Xanthogranulomatous pyelonephritis: Sonographic-pathologic correlation of 16 cases

Xanthogranulomatous pyelonephritis (XGP) is an uncommon renal inflammatory disease characterized by the destruction and replacement of normal parenchyma by sheets of lipid-laden histiocyte. The process may be diffuse or segmental. Sonograms of 16 cases of XGP (13 diffuse, three segmental) were retrospectively reviewed and correlated with their pathologic findings. The typical case of diffuse XGP demonstrates the following: renal enlargement, replacement of normal architecture by multiple fluid-filled masses, pelvic contraction or only moderate separation of the central echo complex, and a pelvic calculus.
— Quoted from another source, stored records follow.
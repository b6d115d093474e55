use actix_web::{web, HttpRequest, HttpResponse};
use tracing::instrument;

use crate::{
    entities::contact_message::{ContactStatusUpdate, NewContactMessageRequest},
    errors::AppError,
    use_cases::extractors::AdminClaims,
    utils::get_client_ip::get_client_ip,
    AppState,
};

/// Counts the submission against the sender's IP and email. Both must be
/// under the limit, and a rejected submission counts against neither.
fn check_contact_rate(state: &AppState, req: &HttpRequest, email: &str) -> Result<(), AppError> {
    let ip = get_client_ip(req, state.trust_x_forwarded_for);
    let ip_key = format!("contact:ip:{}", ip);

    // Normalize to lower case and URL-encode so the key stays unambiguous
    let email_norm = email.trim().to_lowercase();
    let email_key = format!("contact:email:{}", urlencoding::encode(&email_norm));

    state
        .contact_limiter
        .check_all(&[ip_key.as_str(), email_key.as_str()])
        .map_err(|retry_after| {
            tracing::warn!(%ip, "Contact submission rate limited");
            AppError::RateLimited { retry_after }
        })
}

#[instrument(skip(state, req, body))]
pub async fn submit_contact_message(
    state: web::Data<AppState>,
    req: HttpRequest,
    body: web::Json<NewContactMessageRequest>,
) -> Result<HttpResponse, AppError> {
    check_contact_rate(&state, &req, &body.email)?;

    let response = state
        .contact_handler
        .submit_contact_message(body.into_inner())
        .await?;

    Ok(HttpResponse::Created().json(response))
}

#[instrument(skip(_claims, state))]
pub async fn list_contact_messages(
    _claims: AdminClaims,
    state: web::Data<AppState>,
) -> Result<HttpResponse, AppError> {
    let list = state.contact_handler.list_contact_messages().await?;
    Ok(HttpResponse::Ok().json(list))
}

#[instrument(skip(_claims, state))]
pub async fn get_contact_message(
    _claims: AdminClaims,
    state: web::Data<AppState>,
    id: web::Path<i64>,
) -> Result<HttpResponse, AppError> {
    let message = state.contact_handler.get_contact_message(id.into_inner()).await?;
    Ok(HttpResponse::Ok().json(message))
}

#[instrument(skip(_claims, state, body))]
pub async fn update_contact_status(
    _claims: AdminClaims,
    state: web::Data<AppState>,
    id: web::Path<i64>,
    body: web::Json<ContactStatusUpdate>,
) -> Result<HttpResponse, AppError> {
    let message = state
        .contact_handler
        .update_contact_status(id.into_inner(), body.into_inner())
        .await?;
    Ok(HttpResponse::Ok().json(message))
}

#[instrument(skip(_claims, state))]
pub async fn delete_contact_message(
    _claims: AdminClaims,
    state: web::Data<AppState>,
    id: web::Path<i64>,
) -> Result<HttpResponse, AppError> {
    state.contact_handler.delete_contact_message(id.into_inner()).await?;
    Ok(HttpResponse::NoContent().finish())
}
Although most cases have a large staghorn calculus, its sonographic demonstration may be difficult, perhaps as a consequence of peripelvic fibrosis. Atypical cases of diffuse XGP mimic pyelonephrosis with massive hydronephrosis and fluid-debris levels. In these atypical cases, a staghorn calculus is often conspicuously absent. Segmental XGP is recognized as an area of parenchymal destruction surrounding one calyx or one pole of duplication. Segmental XGP should be distinguished from focal xanthogranulomatous inflammation of the kidney, which is a distinct pathologic entity (cortical location, no pelvic communication, absent pyelitis). When typical gross pathologic features are present, sonography should make possible accurate identification of diffuse and segmental XGP.